:: Dataset extract ::

//! Parsing and validation of `gaia.toml` session configuration files.
//!
//! The configuration controls where a cache session places its temporary
//! directories and how chatty its diagnostics are. Every field has a
//! default, so a missing file is not an error.

#![warn(missing_docs)]

pub mod error;
pub mod loader;
pub mod types;

pub use error::ConfigError;
pub use loader::{load_config, load_config_from_str};
pub use types::SessionConfig;
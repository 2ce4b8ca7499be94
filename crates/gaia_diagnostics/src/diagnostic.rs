//! Structured diagnostic records emitted by the caches.

use crate::severity::Severity;
use serde::{Deserialize, Serialize};
use std::path::PathBuf;

/// A single diagnostic message with severity and optional path context.
///
/// The path, when present, names the filesystem artifact the message
/// concerns (an archive, an unpack directory, a materialized asset file).
#[derive(Clone, Debug, Serialize, Deserialize)]
pub struct Diagnostic {
    /// The severity level of this diagnostic.
    pub severity: Severity,
    /// The diagnostic message.
    pub message: String,
    /// The filesystem path this message concerns, if any.
    pub path: Option<PathBuf>,
}

impl Diagnostic {
    /// Creates a new diagnostic with the given severity and message.
    pub fn new(severity: Severity, message: impl Into<String>) -> Self {
        Self {
            severity,
            message: message.into(),
            path: None,
        }
    }

    /// Creates a debug-level diagnostic.
    pub fn debug(message: impl Into<String>) -> Self {
        Self::new(Severity::Debug, message)
    }

    /// Creates an info-level diagnostic.
    pub fn info(message: impl Into<String>) -> Self {
        Self::new(Severity::Info, message)
    }

    /// Creates a warning-level diagnostic.
    pub fn warning(message: impl Into<String>) -> Self {
        Self::new(Severity::Warning, message)
    }

    /// Creates an error-level diagnostic.
    pub fn error(message: impl Into<String>) -> Self {
        Self::new(Severity::Error, message)
    }

    /// Attaches the filesystem path this diagnostic concerns.
    pub fn with_path(mut self, path: impl Into<PathBuf>) -> Self {
        self.path = Some(path.into());
        self
    }
}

:: Exercise ::
Would you transcribe exactly the lines from the one containing "#[derive(Clone, Debug, Serialize, Deserialize)]" to the end of the material, and leave out the rest?

:: Task answer ::
#[derive(Clone, Debug, Serialize, Deserialize)]
pub struct Diagnostic {
    /// The severity level of this diagnostic.
    pub severity: Severity,
    /// The diagnostic message.
    pub message: String,
    /// The filesystem path this message concerns, if any.
    pub path: Option<PathBuf>,
}

impl Diagnostic {
    /// Creates a new diagnostic with the given severity and message.
    pub fn new(severity: Severity, message: impl Into<String>) -> Self {
        Self {
            severity,
            message: message.into(),
            path: None,
        }
    }

    /// Creates a debug-level diagnostic.
    pub fn debug(message: impl Into<String>) -> Self {
        Self::new(Severity::Debug, message)
    }

    /// Creates an info-level diagnostic.
    pub fn info(message: impl Into<String>) -> Self {
        Self::new(Severity::Info, message)
    }

    /// Creates a warning-level diagnostic.
    pub fn warning(message: impl Into<String>) -> Self {
        Self::new(Severity::Warning, message)
    }

    /// Creates an error-level diagnostic.
    pub fn error(message: impl Into<String>) -> Self {
        Self::new(Severity::Error, message)
    }

    /// Attaches the filesystem path this diagnostic concerns.
    pub fn with_path(mut self, path: impl Into<PathBuf>) -> Self {
        self.path = Some(path.into());
        self
    }
}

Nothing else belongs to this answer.